Recorded data
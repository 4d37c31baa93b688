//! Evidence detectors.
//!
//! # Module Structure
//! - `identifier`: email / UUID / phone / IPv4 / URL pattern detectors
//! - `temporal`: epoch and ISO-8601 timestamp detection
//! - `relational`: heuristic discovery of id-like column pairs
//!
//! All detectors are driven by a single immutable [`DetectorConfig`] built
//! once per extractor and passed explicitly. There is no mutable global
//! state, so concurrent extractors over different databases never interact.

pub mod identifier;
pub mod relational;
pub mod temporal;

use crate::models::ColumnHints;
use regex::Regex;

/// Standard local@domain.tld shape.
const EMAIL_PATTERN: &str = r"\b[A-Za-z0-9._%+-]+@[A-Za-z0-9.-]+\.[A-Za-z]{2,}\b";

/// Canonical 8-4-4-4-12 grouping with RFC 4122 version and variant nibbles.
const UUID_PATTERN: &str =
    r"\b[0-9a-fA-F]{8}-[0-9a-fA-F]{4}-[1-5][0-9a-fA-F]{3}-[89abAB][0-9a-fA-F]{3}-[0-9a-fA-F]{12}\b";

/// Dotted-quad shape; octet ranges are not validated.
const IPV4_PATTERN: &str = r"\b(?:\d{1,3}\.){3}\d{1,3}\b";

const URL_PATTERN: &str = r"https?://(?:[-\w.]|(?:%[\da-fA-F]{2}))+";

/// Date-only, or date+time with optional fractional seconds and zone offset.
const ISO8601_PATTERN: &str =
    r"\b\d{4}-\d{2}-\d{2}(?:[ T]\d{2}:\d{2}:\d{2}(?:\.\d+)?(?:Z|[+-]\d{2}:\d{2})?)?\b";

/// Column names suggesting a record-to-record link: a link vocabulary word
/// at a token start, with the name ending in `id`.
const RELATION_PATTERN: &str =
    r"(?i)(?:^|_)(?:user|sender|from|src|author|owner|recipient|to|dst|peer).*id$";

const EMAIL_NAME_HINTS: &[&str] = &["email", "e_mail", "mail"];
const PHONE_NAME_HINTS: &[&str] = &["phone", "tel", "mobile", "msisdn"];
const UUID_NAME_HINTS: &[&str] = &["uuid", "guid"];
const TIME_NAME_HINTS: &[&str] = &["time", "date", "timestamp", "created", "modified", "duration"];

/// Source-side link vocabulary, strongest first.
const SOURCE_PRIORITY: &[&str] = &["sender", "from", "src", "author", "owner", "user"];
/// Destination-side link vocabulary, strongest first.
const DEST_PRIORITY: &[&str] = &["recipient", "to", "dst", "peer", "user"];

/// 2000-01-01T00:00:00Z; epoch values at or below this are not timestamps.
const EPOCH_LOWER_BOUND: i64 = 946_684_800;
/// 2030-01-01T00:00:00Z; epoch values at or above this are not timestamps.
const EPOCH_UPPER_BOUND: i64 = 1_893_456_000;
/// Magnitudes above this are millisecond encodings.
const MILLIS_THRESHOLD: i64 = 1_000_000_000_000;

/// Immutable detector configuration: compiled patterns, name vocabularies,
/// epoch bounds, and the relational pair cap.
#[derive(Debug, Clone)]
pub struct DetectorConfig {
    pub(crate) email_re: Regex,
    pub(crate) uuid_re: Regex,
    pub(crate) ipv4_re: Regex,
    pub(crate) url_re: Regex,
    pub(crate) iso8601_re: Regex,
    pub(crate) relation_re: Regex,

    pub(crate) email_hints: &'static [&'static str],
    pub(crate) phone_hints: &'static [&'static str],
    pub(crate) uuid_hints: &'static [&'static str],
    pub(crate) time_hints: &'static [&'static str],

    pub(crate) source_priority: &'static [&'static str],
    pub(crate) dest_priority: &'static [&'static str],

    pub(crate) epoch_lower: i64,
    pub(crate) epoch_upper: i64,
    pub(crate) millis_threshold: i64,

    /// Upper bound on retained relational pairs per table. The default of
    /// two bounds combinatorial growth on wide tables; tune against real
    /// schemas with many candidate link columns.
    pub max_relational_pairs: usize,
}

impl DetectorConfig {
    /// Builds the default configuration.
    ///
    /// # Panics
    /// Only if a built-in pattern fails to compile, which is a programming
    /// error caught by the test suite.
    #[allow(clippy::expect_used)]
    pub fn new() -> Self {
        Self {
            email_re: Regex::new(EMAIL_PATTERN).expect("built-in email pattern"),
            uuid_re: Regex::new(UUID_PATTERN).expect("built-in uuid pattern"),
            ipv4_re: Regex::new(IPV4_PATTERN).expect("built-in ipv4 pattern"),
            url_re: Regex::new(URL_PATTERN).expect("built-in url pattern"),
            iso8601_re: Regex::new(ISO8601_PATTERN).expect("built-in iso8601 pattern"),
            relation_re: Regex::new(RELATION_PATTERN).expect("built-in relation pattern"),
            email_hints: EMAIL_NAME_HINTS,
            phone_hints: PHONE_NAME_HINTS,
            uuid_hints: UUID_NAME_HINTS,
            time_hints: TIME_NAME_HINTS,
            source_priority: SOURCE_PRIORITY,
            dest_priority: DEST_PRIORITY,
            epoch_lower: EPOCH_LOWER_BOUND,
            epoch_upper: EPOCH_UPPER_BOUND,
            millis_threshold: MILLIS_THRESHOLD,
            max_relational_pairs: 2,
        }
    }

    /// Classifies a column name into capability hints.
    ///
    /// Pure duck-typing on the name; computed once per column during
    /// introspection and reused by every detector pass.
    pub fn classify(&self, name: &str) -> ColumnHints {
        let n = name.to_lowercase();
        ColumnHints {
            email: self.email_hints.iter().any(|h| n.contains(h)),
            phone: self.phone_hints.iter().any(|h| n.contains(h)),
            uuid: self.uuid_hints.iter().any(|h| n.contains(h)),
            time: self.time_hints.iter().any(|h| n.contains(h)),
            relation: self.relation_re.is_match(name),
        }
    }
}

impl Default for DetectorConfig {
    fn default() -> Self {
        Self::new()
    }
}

> [Instructions to follow]: Search the data for "first". Copy each line that has it.

> [Result]:
/// Source-side link vocabulary, strongest first.
/// Destination-side link vocabulary, strongest first.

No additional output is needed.